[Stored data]
[Start of Attachment]

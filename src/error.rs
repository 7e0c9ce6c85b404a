//! Typed failures raised while registering and rendering reports

use crate::models::BadgeKind;
use std::path::PathBuf;
use thiserror::Error;

#[derive(Debug, Error)]
pub enum ReportError {
    /// A rule emitted a badge the registry has no descriptor for.
    #[error("unknown badge kind '{0}'")]
    UnknownBadge(BadgeKind),

    #[error("report '{0}' is already registered")]
    DuplicateReport(String),

    #[error("report '{report}' refers to undeclared group '{group}'")]
    UnknownGroup { report: String, group: String },

    #[error("group '{0}' is already declared")]
    DuplicateGroup(String),

    #[error("failed to read template {path}: {source}")]
    Template {
        path: PathBuf,
        #[source]
        source: std::io::Error,
    },
}
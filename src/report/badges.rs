//! Badge descriptors and their shields.io rendering

use crate::error::ReportError;
use crate::models::{Badge, BadgeBase, BadgeKind};
use crate::utils::helpers::escape_html;
use std::collections::HashMap;

const SHIELDS_URL: &str = "https://img.shields.io/badge";

/// Invisible left label used by marker badges.
const BLANK: &str = "⠀";

/// Everything needed to draw one badge image.
#[derive(Debug, Clone, PartialEq, Eq)]
pub struct BadgeDescriptor {
    pub left: String,
    pub right: String,
    pub color: String,
    pub tooltip: Option<String>,
}

impl BadgeDescriptor {
    pub fn new(left: &str, right: &str, color: &str) -> Self {
        Self {
            left: left.to_string(),
            right: right.to_string(),
            color: color.to_string(),
            tooltip: None,
        }
    }

    pub fn with_tooltip(mut self, tooltip: impl Into<String>) -> Self {
        self.tooltip = Some(tooltip.into());
        self
    }

    pub fn image_url(&self) -> String {
        format!(
            "{}/{}-{}-{}.svg",
            SHIELDS_URL,
            shields_escape(&self.left),
            shields_escape(&self.right),
            shields_escape(&self.color)
        )
    }

    /// `<img>` tag, wrapped in a link when one is given.
    pub fn to_html(&self, link: Option<&str>) -> String {
        let title = self
            .tooltip
            .as_deref()
            .map(|t| format!(" title=\"{}\"", escape_html(t)))
            .unwrap_or_default();
        let img = format!("<img src='{}'{}>", self.image_url(), title);
        match link {
            Some(link) => format!("<a href=\"{}\">{}</a>", escape_html(link), img),
            None => img,
        }
    }
}

/// Static badge path segments: dashes and underscores are doubled, spaces
/// percent-encoded.
pub fn shields_escape(text: &str) -> String {
    text.replace('-', "--")
        .replace('_', "__")
        .replace(' ', "%20")
}

/// Lookup from badge kind to descriptor.
///
/// Descriptors are never modified once registered; specializing a kind by
/// its suffix or a badge by its tooltip always works on a copy.
#[derive(Debug, Clone, Default)]
pub struct BadgeRegistry {
    descriptors: HashMap<BadgeBase, BadgeDescriptor>,
}

impl BadgeRegistry {
    pub fn empty() -> Self {
        Self::default()
    }

    /// Descriptors for every badge the standard reports emit.
    pub fn standard() -> Self {
        let mut registry = Self::empty();
        let status = |right: &str, color: &str| BadgeDescriptor::new("Status", right, color);
        let marker = |right: &str, color: &str| BadgeDescriptor::new(BLANK, right, color);

        registry.register(BadgeBase::Compatible, status("Compatible (manually tested)", "darkgreen"));
        registry.register(BadgeBase::Incompatible, status("Incompatible (manually tested)", "c90016"));
        registry.register(BadgeBase::AlternativeAvailable, status("Alternative Available", "darkgreen"));
        registry.register(BadgeBase::PendingPr, status("Pending Pull Request", "darkgreen"));
        registry.register(BadgeBase::Contacted, status("Waiting for Feedback", "green"));
        registry.register(BadgeBase::BreakingApiChange, status("WebExtension API Change", "green"));
        registry.register(BadgeBase::Wip, status("Work in progress", "gold"));
        registry.register(BadgeBase::Investigated, status("Ongoing Analysis", "orange"));
        registry.register(BadgeBase::Discontinued, status("Discontinued", "D3D3D3"));
        registry.register(BadgeBase::Unknown, status("Unknown", "c90016"));

        registry.register(
            BadgeBase::Permission,
            BadgeDescriptor::new("permission", "", "orange").with_tooltip("Requested Permission"),
        );
        registry.register(BadgeBase::ThemeExperiment, marker("Theme Experiment", "blue"));
        registry.register(BadgeBase::Pure, marker("Pure WebExtension", "570861"));
        registry.register(BadgeBase::NoLimitExperiment, marker("Limitless Experiment", "ff8800"));
        registry.register(BadgeBase::Experiment, marker("Experiment (legacy)", "ff8800"));

        registry.register(BadgeBase::AttachmentApi, marker("Attachment API Candidate", "white"));
        registry.register(BadgeBase::RecipientChangedApi, marker("onRecipientChanged API", "white"));
        registry.register(BadgeBase::ColumnApi, marker("Needs Column Support", "darkred"));
        registry.register(BadgeBase::FilterApi, marker("Needs Custom QuickFilter Support", "darkred"));
        registry.register(BadgeBase::RecentFoldersApi, marker("Needs Recent Folders Support", "darkred"));
        registry.register(BadgeBase::StatusBarApi, marker("Needs Status Bar Support", "darkred"));
        registry
    }

    pub fn register(&mut self, base: BadgeBase, descriptor: BadgeDescriptor) {
        self.descriptors.insert(base, descriptor);
    }

    /// Descriptor for `kind`, with the suffix as right-hand text.
    pub fn descriptor(&self, kind: &BadgeKind) -> Result<BadgeDescriptor, ReportError> {
        let mut descriptor = self
            .descriptors
            .get(&kind.base)
            .cloned()
            .ok_or_else(|| ReportError::UnknownBadge(kind.clone()))?;
        if let Some(suffix) = &kind.suffix {
            descriptor.right = suffix.clone();
        }
        Ok(descriptor)
    }

    /// HTML for a badge attached to a row.
    pub fn render(&self, badge: &Badge) -> Result<String, ReportError> {
        let mut descriptor = self.descriptor(&badge.kind)?;
        if let Some(tooltip) = &badge.tooltip {
            descriptor.tooltip = Some(tooltip.clone());
        }
        Ok(descriptor.to_html(badge.link.as_deref()))
    }

    /// HTML for a bare kind, as shown in the statistics table.
    pub fn render_kind(&self, kind: &BadgeKind) -> Result<String, ReportError> {
        Ok(self.descriptor(kind)?.to_html(None))
    }
}

#[cfg(test)]
mod tests {
    use super::*;
    use pretty_assertions::assert_eq;

    #[test]
    fn test_shields_escape() {
        assert_eq!(shields_escape("Work in progress"), "Work%20in%20progress");
        assert_eq!(shields_escape("no-limit_x"), "no--limit__x");
    }

    #[test]
    fn test_render_with_link_and_tooltip() {
        let registry = BadgeRegistry::standard();
        let badge = Badge::new(BadgeBase::Contacted)
            .with_tooltip("Asked on <forum> & mail")
            .with_link("https://example.org/t/1");
        assert_eq!(
            registry.render(&badge).unwrap(),
            "<a href=\"https://example.org/t/1\"><img src='https://img.shields.io/badge/Status-Waiting%20for%20Feedback-green.svg' \
             title=\"Asked on &lt;forum&gt; &amp; mail\"></a>"
        );
    }

    #[test]
    fn test_suffix_does_not_leak_into_base() {
        let registry = BadgeRegistry::standard();
        let tabs = registry.descriptor(&BadgeKind::with_suffix(BadgeBase::Permission, "tabs")).unwrap();
        assert_eq!(tabs.right, "tabs");
        assert_eq!(tabs.tooltip.as_deref(), Some("Requested Permission"));

        let tooltip = Badge::permission("storage").with_tooltip("custom");
        registry.render(&tooltip).unwrap();

        let base = registry.descriptor(&BadgeKind::new(BadgeBase::Permission)).unwrap();
        assert_eq!(base.right, "");
        assert_eq!(base.tooltip.as_deref(), Some("Requested Permission"));
    }

    #[test]
    fn test_unknown_kind_fails() {
        let registry = BadgeRegistry::empty();
        let err = registry.render(&Badge::new(BadgeBase::Pure)).unwrap_err();
        assert!(matches!(err, ReportError::UnknownBadge(kind) if kind.base == BadgeBase::Pure));
    }
}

[End of Attachment]

Search the entries above for the word "Option" and count the lines that hold it. Reply with only that number.

2